Unionsrechtsgrundlage: Nach Art. 11 MwStSystRL steht es den europäischen Mitgliedstaaten offen, in seinem Gebiet ansässige Personen, die zwar rechtlich unabhängig, aber durch gegenseitige finanzielle, wirtschaftliche und organisatorische Beziehungen eng miteinander verbunden sind, zusammen als einen Steuerpflichtigen zu behandeln.

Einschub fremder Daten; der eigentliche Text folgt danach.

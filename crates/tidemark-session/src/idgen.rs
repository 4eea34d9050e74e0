//! Identifier generation for round-trip key strategies.
//!
//! Strategies that need no round trip (UUID, caller-assigned) resolve at
//! planning time inside the context crate; everything that reaches this
//! module costs one asynchronous round trip per key and runs as the
//! leading actions of a flush plan.

use tidemark_driver::{Connection, Statement};
use tidemark_types::{IdStrategy, Value};
use tracing::debug;
use uuid::Uuid;

use crate::error::SessionError;

/// Produce one key value for the given strategy.
///
/// # Errors
///
/// Returns [`SessionError::Driver`] if the allocation statement fails,
/// [`SessionError::KeyProducer`] if a custom producer fails, or
/// [`SessionError::Internal`] if the database returned no key.
pub async fn generate(
    strategy: &IdStrategy,
    conn: &mut dyn Connection,
) -> Result<Value, SessionError> {
    match strategy {
        // Normally resolved at planning time; kept here so a custom plan
        // cannot strand a UUID entity.
        IdStrategy::Uuid => Ok(Value::Uuid(Uuid::now_v7())),

        IdStrategy::Assigned => Err(SessionError::Internal(
            "assigned-key entity reached key generation",
        )),

        IdStrategy::Sequence { sequence } => {
            let outcome = conn
                .execute_one(Statement::NextVal {
                    sequence: sequence.clone(),
                })
                .await?;
            debug!(sequence, "sequence key drawn");
            outcome
                .generated_key
                .ok_or(SessionError::Internal("sequence returned no key"))
        }

        IdStrategy::TableRow {
            table,
            key_column,
            value_column,
            row_key,
        } => {
            let outcome = conn
                .execute_one(Statement::TableAlloc {
                    table: table.clone(),
                    key_column: key_column.clone(),
                    value_column: value_column.clone(),
                    row_key: row_key.clone(),
                })
                .await?;
            debug!(table, row_key, "table-allocated key drawn");
            outcome
                .generated_key
                .ok_or(SessionError::Internal("table allocator returned no key"))
        }

        IdStrategy::Custom(producer) => Ok(producer.next_key().await?),
    }
}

Vertragsverletzungsverfahren: Inzwischen haben die Mehrzahl der Mitgliedstaaten eine derartige nationale Mehrwertsteuergruppen- bzw. Organschaftsregelung eingeführt, gleichwohl sich diese zum Teil stark voneinander unterscheiden. Dies hatte die Kommission bereits 2009 bewegt, in einer unverbindlichen Mitteilung zur Auslegung der Mehrwertsteuergruppe Stellung zu nehmen und anschließend Vertragsverletzungsverfahren gegen Mitgliedstaaten einzuleiten, die nach Ansicht der Kommission die Vorgaben in Art. 11 MwStSystRL unionsrechtswidrig umgesetzt hatten. Hervorzuheben ist, dass die Kommission gegen Deutschland und Österreich kein Vertragsverletzungsverfahren eingeleitet hatte, obwohl in Deutschland und Österreich – anders als in den übrigen Mitgliedstaaten – nicht die Mehrwertsteuergruppe selbst, sondern ein Mitglied (der sog. Organträger) Steuerschuldner der Umsatzsteuer wird.

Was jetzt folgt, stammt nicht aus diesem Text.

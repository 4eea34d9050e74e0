//! The `Driver` and `Connection` traits: the engine's only view of a
//! database.
//!
//! Both traits are object-safe -- every method returns a boxed future or
//! stream -- because sessions hold `Box<dyn Connection>` and factories
//! hold `Arc<dyn Driver>`: the engine is compiled once, independent of
//! which driver backs it.
//!
//! All methods are non-blocking; a caller task suspends at these
//! boundaries and its thread is returned to the runtime.

use futures::future::BoxFuture;
use futures::stream::BoxStream;

use tidemark_types::{Row, Value};

use crate::error::DriverError;
use crate::statement::Statement;

/// The outcome of one non-query statement.
#[derive(Debug, Clone, PartialEq, Eq, Default)]
pub struct ExecOutcome {
    /// Number of rows the statement affected.
    pub rows_affected: u64,
    /// A generated value, for key-producing statements.
    pub generated_key: Option<Value>,
}

impl ExecOutcome {
    /// An outcome affecting `n` rows with no generated key.
    pub const fn rows(n: u64) -> Self {
        Self {
            rows_affected: n,
            generated_key: None,
        }
    }

    /// An outcome carrying a generated key.
    pub const fn key(value: Value) -> Self {
        Self {
            rows_affected: 1,
            generated_key: Some(value),
        }
    }
}

/// A finite, driver-paced stream of decoded rows.
///
/// The next row is only decoded when the stream is polled, so downstream
/// consumption paces the driver (backpressure without buffering).
pub type RowStream<'a> = BoxStream<'a, Result<Row, DriverError>>;

/// One borrowed database connection.
///
/// A session acquires at most one connection and runs its statements
/// sequentially on it; the trait therefore takes `&mut self` and needs no
/// internal synchronization.
pub trait Connection: Send {
    /// Execute one statement and return its single outcome.
    fn execute_one(
        &mut self,
        statement: Statement,
    ) -> BoxFuture<'_, Result<ExecOutcome, DriverError>>;

    /// Execute a run of statements as one round trip, returning one
    /// outcome per statement.
    ///
    /// Implementations may coalesce structurally identical statements
    /// (same kind, table, and column set) into a single multi-row
    /// statement, preserving the input order as the row order.
    fn execute_batch(
        &mut self,
        statements: Vec<Statement>,
    ) -> BoxFuture<'_, Result<Vec<ExecOutcome>, DriverError>>;

    /// Execute a query statement and stream its result rows.
    fn execute_query(&mut self, statement: Statement) -> RowStream<'_>;
}

/// A connection source shared by every session of a factory.
pub trait Driver: Send + Sync {
    /// Borrow a connection.
    ///
    /// Implementations bound concurrent acquisition and fail fast with
    /// [`DriverError::PoolExhausted`] once the bound and its wait queue
    /// are exceeded.
    fn acquire(&self) -> BoxFuture<'_, Result<Box<dyn Connection>, DriverError>>;

    /// Tear the driver down, closing any pooled connections.
    fn close(&self) -> BoxFuture<'_, ()>;
}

Das Konzept der Mehrwertsteuergruppe: Bereits 1979 hatte der EuGH in der Rechtssache Van Paassen entschieden, dass die niederländische Umsetzung der Mehrwertsteuergruppe, wonach die Mehrwertsteuergruppe selbst als Steuerschuldnerin zu behandeln ist, unionsrechtskonform ist.
In anderen Mitgliedstaaten (mit Ausnahme von Deutschland und Österreich) wird die Mehrwertsteuergruppe als eine Art BGB-Gesellschaft behandelt, auch wenn in der deutschen Literatur kontrovers diskutiert wurde, ob eine nichtrechtsfähige Personenvereinigung überhaupt Unternehmer i.S.d. § 2 UStG sein könne. Mit Änderung des Wortlauts in § 2 Abs. 1 Satz 1 UStG durch das Jahressteuergesetz 2022 hat sich dieser Rechtsstreit erübrigt: Unternehmer ist danach, wer eine gewerbliche oder berufliche Tätigkeit selbstständig ausübt, unabhängig davon, ob er nach anderen Vorschriften rechtsfähig ist.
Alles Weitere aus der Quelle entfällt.